59. -Compensation.-Where defendant purchased two carloads of potatoes from plaintiffs, and accepted and took possession of one of the carloads, and his mistake in paying the draft for the price of the other carload was not attributable

to plaintiffs, plaintiffs could not be deprived of compensation for the potatoes received because of the mistake.-Rooney v. McLeod, Mass., 137 N. E. 266.

60. Delivery.-Evidence that seller understood buyer selected August 30th as delivery date merely to postpone delivery to latest date agreeable to seller, but that buyer wanted delivery then, because later shipment would defeat his best selling period, held to show time of delivery was of the essence.-Dayvault & Newsome v. Townsend, Tex., 244 S. W. 1108.

61. Searches and Seizures-Evidence.-On the trial of a criminal case in the courts of this state (state courts), relevant incriminatory evidence, obtained by an unlawful search and seizure, is not inadmissible as contravening the Fourth and Fifth Amendments to the Constitution of the United States. Nor is the admission of such evidence violative of the due process clause of the Fourteenth Amendment to the Constitution of the United States.
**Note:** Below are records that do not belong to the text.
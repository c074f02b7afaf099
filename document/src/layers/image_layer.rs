use super::layer_info::{LayerData, transform_rect};
use crate::error::RenderError;
use crate::render::{Canvas, to_skia_transform};

use glam::{DAffine2, DVec2};
use image::codecs::png::PngEncoder;
use image::{ExtendedColorType, ImageEncoder, ImageError, ImageFormat, RgbaImage};
use resvg::tiny_skia::{ColorU8, Pixmap, PixmapPaint};

/// A raster layer. Pixels are straight-alpha RGBA8 and the layer's origin is the raster's top left corner.
#[derive(Debug, Clone, PartialEq)]
pub struct ImageLayer {
	pub raster: RgbaImage,
}

impl LayerData for ImageLayer {
	fn render(&self, canvas: &mut Canvas, transform: DAffine2) -> Result<(), RenderError> {
		let Some(source) = self.to_pixmap() else { return Ok(()) };

		canvas.pixmap_mut().draw_pixmap(0, 0, source.as_ref(), &PixmapPaint::default(), to_skia_transform(transform), None);
		Ok(())
	}

	fn bounding_box(&self, transform: DAffine2) -> Option<[DVec2; 2]> {
		if self.is_empty() {
			return None;
		}
		Some(transform_rect(transform, [DVec2::ZERO, self.dimensions()]))
	}
}

impl ImageLayer {
	pub fn new(raster: RgbaImage) -> Self {
		Self { raster }
	}

	pub fn dimensions(&self) -> DVec2 {
		DVec2::new(self.raster.width() as f64, self.raster.height() as f64)
	}

	pub fn is_empty(&self) -> bool {
		self.raster.width() == 0 || self.raster.height() == 0
	}

	/// Encodes the raster as PNG. An empty raster has no PNG form and encodes to no bytes at all.
	pub fn to_png(&self) -> Result<Vec<u8>, ImageError> {
		let mut png = Vec::new();
		if self.is_empty() {
			return Ok(png);
		}
		let encoder = PngEncoder::new(&mut png);
		encoder.write_image(self.raster.as_raw(), self.raster.width(), self.raster.height(), ExtendedColorType::Rgba8)?;
		Ok(png)
	}

	/// Decodes the output of [`ImageLayer::to_png`], so no bytes give an empty raster.
	pub fn from_png(bytes: &[u8]) -> Result<Self, ImageError> {
		if bytes.is_empty() {
			return Ok(Self::new(RgbaImage::new(0, 0)));
		}
		let raster = image::load_from_memory_with_format(bytes, ImageFormat::Png)?.to_rgba8();
		Ok(Self::new(raster))
	}

	/// Premultiplied copy for compositing, `None` when the raster is empty.
	fn to_pixmap(&self) -> Option<Pixmap> {
		let mut pixmap = Pixmap::new(self.raster.width(), self.raster.height())?;
		for (target, source) in pixmap.pixels_mut().iter_mut().zip(self.raster.pixels()) {
			let [red, green, blue, alpha] = source.0;
			*target = ColorU8::from_rgba(red, green, blue, alpha).premultiply();
		}
		Some(pixmap)
	}
}
use crate::color::Color;
use crate::consts::DEFAULT_STROKE_WIDTH;

use serde::{Deserialize, Serialize};

#[derive(Debug, Clone, Copy, PartialEq, Default, Serialize, Deserialize)]
pub struct Fill {
	color: Color,
}

impl Fill {
	pub const fn new(color: Color) -> Self {
		Self { color }
	}

	pub fn color(&self) -> Color {
		self.color
	}
}

#[derive(Debug, Clone, Copy, PartialEq, Serialize, Deserialize)]
pub struct Stroke {
	color: Color,
	width: f32,
}

impl Stroke {
	pub const fn new(color: Color, width: f32) -> Self {
		Self { color, width }
	}

	pub fn color(&self) -> Color {
		self.color
	}

	pub fn width(&self) -> f32 {
		self.width
	}
}

impl Default for Stroke {
	fn default() -> Self {
		Self::new(Color::BLACK, DEFAULT_STROKE_WIDTH)
	}
}

/// How a shape is painted. The default is a one pixel black outline with no fill.
#[derive(Debug, Clone, Copy, PartialEq, Serialize, Deserialize)]
#[serde(default)]
pub struct PathStyle {
	stroke: Option<Stroke>,
	fill: Option<Fill>,
}

impl Default for PathStyle {
	fn default() -> Self {
		Self {
			stroke: Some(Stroke::default()),
			fill: None,
		}
	}
}

impl PathStyle {
	pub fn new(stroke: Option<Stroke>, fill: Option<Fill>) -> Self {
		Self { stroke, fill }
	}

	pub fn fill(&self) -> Option<Fill> {
		self.fill
	}

	pub fn stroke(&self) -> Option<Stroke> {
		self.stroke
	}

	pub fn set_fill(&mut self, fill: Fill) {
		self.fill = Some(fill);
	}

	pub fn clear_stroke(&mut self) {
		self.stroke = None;
	}

	/// Distance the painted outline extends past the geometry.
	pub fn stroke_overhang(&self) -> f64 {
		self.stroke.map_or(0., |stroke| stroke.width as f64 / 2.)
	}
}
Nor does the admission of such evidence violate paragraph 16 of section 1 of article 1 or paragraph 6 of section 1 of article 1 of the Constitution of this state. Johnson v. State, 152 Ga. 271, 109 S. E. 662, 19 A. L. R. 641, and authorities cited. Under this ruling the admission of evidence as complained of in the instant case was not error.-Griggs v. State, Ga., 114 S. E. 582. 62. Taxation-Par Value.-Under Corporation Act, 105, requiring corporations to pay franchise tax of 5 cents on each $100 of the portion of its capital stock authorized by its charter represented by business and property in the state, did not apply so as to require a corporation taxable thereunder and which had increased its capital stock by additional issue of shares of no par value, to be fully paid up at $5 for each share, to pay 5 cents on each share of such stock of no par value; the provisions of sections 96, 101, 107, as to franchise taxes specifically providing that, if a corporation of the classes therein mentioned had capital stock of no par value, its shares, for purpose of fixing the fee, should be considered as of the par value of $100 each, must be deemed purposely omitted from section 105.-People v. Emmerson, Ill., 137 N. E. 202.
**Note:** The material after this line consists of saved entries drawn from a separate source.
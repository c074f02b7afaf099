use crate::error::ImportError;
use crate::foreign::{ForeignLayer, ForeignSubpath, Knot};
use crate::preferences::ImportPreferences;

use glam::DVec2;
use log::debug;
use strata_document::layers::layer_info::{Layer, LayerDataType};
use strata_document::layers::shape_layer::ShapeLayer;
use strata_document::layers::vector::{ManipulatorGroup, Subpath};

/// Scales a normalized `[y, x]` pair to document pixels.
fn to_document_space([y, x]: [f64; 2], document_size: DVec2) -> DVec2 {
	DVec2::new(x * document_size.x, y * document_size.y)
}

/// Every knot keeps both control points, so consecutive knots always join with a cubic segment from the
/// leaving control of the first to the preceding control of the second. Closed sub-paths get the same
/// segment from the last knot back to the first.
fn convert_knot(knot: &Knot, document_size: DVec2) -> ManipulatorGroup {
	ManipulatorGroup::new(
		to_document_space(knot.anchor, document_size),
		Some(to_document_space(knot.preceding, document_size)),
		Some(to_document_space(knot.leaving, document_size)),
	)
}

pub fn convert_subpath(subpath: &ForeignSubpath, document_size: DVec2) -> Subpath {
	let groups = subpath.knots.iter().map(|knot| convert_knot(knot, document_size)).collect();
	Subpath::new(groups, subpath.closed)
}

/// Converts a shape layer. The outline is already in document space, so the layer offset is not applied.
pub fn convert_shape_layer(layer: &ForeignLayer, document_size: DVec2, preferences: &ImportPreferences) -> Result<Option<Layer>, ImportError> {
	let Some(vector_mask) = &layer.vector_mask else {
		debug!("Skipping shape layer {:?} without a vector mask", layer.name);
		return Ok(None);
	};

	let subpaths: Vec<_> = vector_mask.paths.iter().filter(|path| !path.knots.is_empty()).map(|path| convert_subpath(path, document_size)).collect();
	if subpaths.is_empty() {
		debug!("Skipping shape layer {:?} whose vector mask has no knots", layer.name);
		return Ok(None);
	}

	let shape = ShapeLayer::new(subpaths, preferences.shape_style);
	Ok(Some(Layer::new(LayerDataType::Shape(shape), layer.name.clone()).with_visibility(layer.visible)))
}

#[cfg(test)]
mod tests {
	use super::*;
	use crate::foreign::{ForeignLayerKind, VectorMask};
	use pretty_assertions::assert_eq;
	use strata_document::color::Color;
	use strata_document::layers::style::Fill;
	use strata_document::layers::vector::{Bezier, BezierHandles};

	const DOCUMENT_SIZE: DVec2 = DVec2::new(100., 200.);

	fn shape_layer(paths: Vec<ForeignSubpath>) -> ForeignLayer {
		let mut layer = ForeignLayer::new(ForeignLayerKind::Shape, "Outline");
		layer.offset = (40, 40);
		layer.vector_mask = Some(VectorMask { paths });
		layer
	}

	fn segments(layer: &Layer) -> Vec<Bezier> {
		let LayerDataType::Shape(shape) = &layer.data else { panic!("expected a shape layer") };
		shape.subpaths.iter().flat_map(|subpath| subpath.iter().collect::<Vec<_>>()).collect()
	}

	#[test]
	fn knots_become_cubic_segments_scaled_per_axis() {
		let first = Knot { preceding: [0., 0.], anchor: [0., 0.], leaving: [0.25, 0.] };
		let second = Knot { preceding: [0.75, 1.], anchor: [1., 1.], leaving: [1., 1.] };
		let layer = shape_layer(vec![ForeignSubpath { closed: false, knots: vec![first, second] }]);

		let layer = convert_shape_layer(&layer, DOCUMENT_SIZE, &ImportPreferences::default()).unwrap().unwrap();

		let expected = Bezier::from_cubic_dvec2(DVec2::new(0., 0.), DVec2::new(0., 50.), DVec2::new(100., 150.), DVec2::new(100., 200.));
		assert_eq!(segments(&layer), vec![expected]);
		assert_eq!(layer.position, DVec2::ZERO);
	}

	#[test]
	fn closed_subpaths_get_a_closing_segment() {
		let knots = vec![Knot::corner([0., 0.]), Knot::corner([0., 1.]), Knot::corner([1., 1.])];
		let layer = shape_layer(vec![ForeignSubpath { closed: true, knots }]);

		let layer = convert_shape_layer(&layer, DOCUMENT_SIZE, &ImportPreferences::default()).unwrap().unwrap();
		let segments = segments(&layer);

		assert_eq!(segments.len(), 3);
		let closing = segments[2];
		assert_eq!((closing.start, closing.end), (DVec2::new(100., 200.), DVec2::ZERO));
		assert!(matches!(closing.handles, BezierHandles::Cubic { .. }));
	}

	#[test]
	fn empty_subpaths_and_missing_masks_contribute_nothing() {
		let preferences = ImportPreferences::default();

		let mut no_mask = shape_layer(vec![]);
		no_mask.vector_mask = None;
		assert_eq!(convert_shape_layer(&no_mask, DOCUMENT_SIZE, &preferences).unwrap(), None);

		let knotless = shape_layer(vec![ForeignSubpath::default(), ForeignSubpath::default()]);
		assert_eq!(convert_shape_layer(&knotless, DOCUMENT_SIZE, &preferences).unwrap(), None);

		let mixed = shape_layer(vec![ForeignSubpath::default(), ForeignSubpath { closed: false, knots: vec![Knot::corner([0.5, 0.5])] }]);
		let LayerDataType::Shape(shape) = convert_shape_layer(&mixed, DOCUMENT_SIZE, &preferences).unwrap().unwrap().data else {
			panic!("expected a shape layer")
		};
		assert_eq!(shape.subpaths.len(), 1);
		assert_eq!(shape.subpaths[0].manipulator_groups()[0].anchor, DVec2::new(50., 100.));
	}

	#[test]
	fn shapes_use_the_preferred_style() {
		let mut preferences = ImportPreferences::default();
		preferences.shape_style.clear_stroke();
		preferences.shape_style.set_fill(Fill::new(Color::from_rgb8(20, 40, 60)));
		let layer = shape_layer(vec![ForeignSubpath { closed: true, knots: vec![Knot::corner([0., 0.]), Knot::corner([1., 1.])] }]);

		let LayerDataType::Shape(shape) = convert_shape_layer(&layer, DOCUMENT_SIZE, &preferences).unwrap().unwrap().data else {
			panic!("expected a shape layer")
		};

		assert_eq!(shape.style.stroke(), None);
		assert_eq!(shape.style.fill(), Some(Fill::new(Color::from_rgb8(20, 40, 60))));
	}
}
63. Trusts-Fraud. If a wife having made up her mind to abandon her husband, who had no knowledge thereof, or of her love affair with another, induced him to convey his property to her by an oral agreement, without intention to comply therewith, to hold the property in trust for him as his separate property, or in trust for the community. her fraud created a trust ex maleficio in husband's favor, enabling equity to award him a reconveyance.-Johnson v. Johnson, Wash., 210 Pac.

382.

64. Waters and Water Courses-Riparian Rights. -A small stream well sunk and permanent held a water course giving rise to riparian_rights, though it had at one time been ditched.-Pippen v. Carpenter, Ala., 93 So. 878.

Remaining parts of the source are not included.